//! Promotion Repository

use std::sync::{RwLock, RwLockReadGuard, RwLockWriteGuard};

use jiff::civil::Date;
use mockall::automock;
use rustc_hash::FxHashMap;
use tracing::info;

use crate::promotions::{Promotion, RepositoryError, validity};

/// Promotion lookup and lifecycle.
#[automock]
pub trait PromotionRepository: Send + Sync {
    /// Find a promotion by its exact, case-sensitive code.
    ///
    /// # Errors
    ///
    /// Returns [`RepositoryError::Unavailable`] if storage can't be read.
    fn promotion_by_code(&self, code: &str) -> Result<Option<Promotion>, RepositoryError>;

    /// Deactivate promotions whose end date is before `today`, returning how
    /// many changed.
    ///
    /// # Errors
    ///
    /// Returns [`RepositoryError::Unavailable`] if storage can't be written.
    fn deactivate_expired(&self, today: Date) -> Result<usize, RepositoryError>;
}

/// Promotion repository backed by an in-process map keyed by code.
#[derive(Debug, Default)]
pub struct InMemoryPromotionRepository {
    promotions: RwLock<FxHashMap<String, Promotion>>,
}

impl InMemoryPromotionRepository {
    /// Create an empty repository.
    #[must_use]
    pub fn new() -> Self {
        Self::default()
    }

    /// Add a new promotion.
    ///
    /// # Errors
    ///
    /// - [`RepositoryError::InvalidDefinition`]: the promotion fails validation.
    /// - [`RepositoryError::DuplicateCode`]: the code is taken.
    /// - [`RepositoryError::Unavailable`]: the lock was poisoned.
    pub fn insert(&self, promotion: Promotion) -> Result<(), RepositoryError> {
        promotion.validate()?;

        let mut promotions = self.write()?;

        if promotions.contains_key(&promotion.code) {
            return Err(RepositoryError::DuplicateCode(promotion.code));
        }

        promotions.insert(promotion.code.clone(), promotion);

        Ok(())
    }

    /// Replace the promotion with the same code, or add it.
    ///
    /// # Errors
    ///
    /// - [`RepositoryError::InvalidDefinition`]: the promotion fails validation.
    /// - [`RepositoryError::Unavailable`]: the lock was poisoned.
    pub fn save(&self, promotion: Promotion) -> Result<(), RepositoryError> {
        promotion.validate()?;

        self.write()?.insert(promotion.code.clone(), promotion);

        Ok(())
    }

    /// Delete a promotion. Returns whether one was removed.
    ///
    /// # Errors
    ///
    /// Returns [`RepositoryError::Unavailable`] if the lock was poisoned.
    pub fn delete(&self, code: &str) -> Result<bool, RepositoryError> {
        Ok(self.write()?.remove(code).is_some())
    }

    /// All promotions ordered by id, after running the expiry sweep.
    ///
    /// # Errors
    ///
    /// Returns [`RepositoryError::Unavailable`] if the lock was poisoned.
    pub fn list(&self, today: Date) -> Result<Vec<Promotion>, RepositoryError> {
        self.deactivate_expired(today)?;

        let mut promotions: Vec<Promotion> = self.read()?.values().cloned().collect();
        promotions.sort_by_key(|promotion| promotion.id);

        Ok(promotions)
    }

    fn read(&self) -> Result<RwLockReadGuard<'_, FxHashMap<String, Promotion>>, RepositoryError> {
        self.promotions
            .read()
            .map_err(|err| RepositoryError::Unavailable(err.to_string()))
    }

    fn write(&self) -> Result<RwLockWriteGuard<'_, FxHashMap<String, Promotion>>, RepositoryError> {
        self.promotions
            .write()
            .map_err(|err| RepositoryError::Unavailable(err.to_string()))
    }
}

impl PromotionRepository for InMemoryPromotionRepository {
    fn promotion_by_code(&self, code: &str) -> Result<Option<Promotion>, RepositoryError> {
        Ok(self.read()?.get(code).cloned())
    }

    fn deactivate_expired(&self, today: Date) -> Result<usize, RepositoryError> {
        let mut promotions = self.write()?;

        let count = validity::deactivate_expired(promotions.values_mut(), today);

        if count > 0 {
            info!(count, %today, "deactivated expired promotions");
        }

        Ok(count)
    }
}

INSTRUCTIONS FOR THE TASK =>
Only lines that include "count" belong in the answer; copy all of them from the listing.

RESULT =>
        let count = validity::deactivate_expired(promotions.values_mut(), today);
        if count > 0 {
            info!(count, %today, "deactivated expired promotions");
        Ok(count)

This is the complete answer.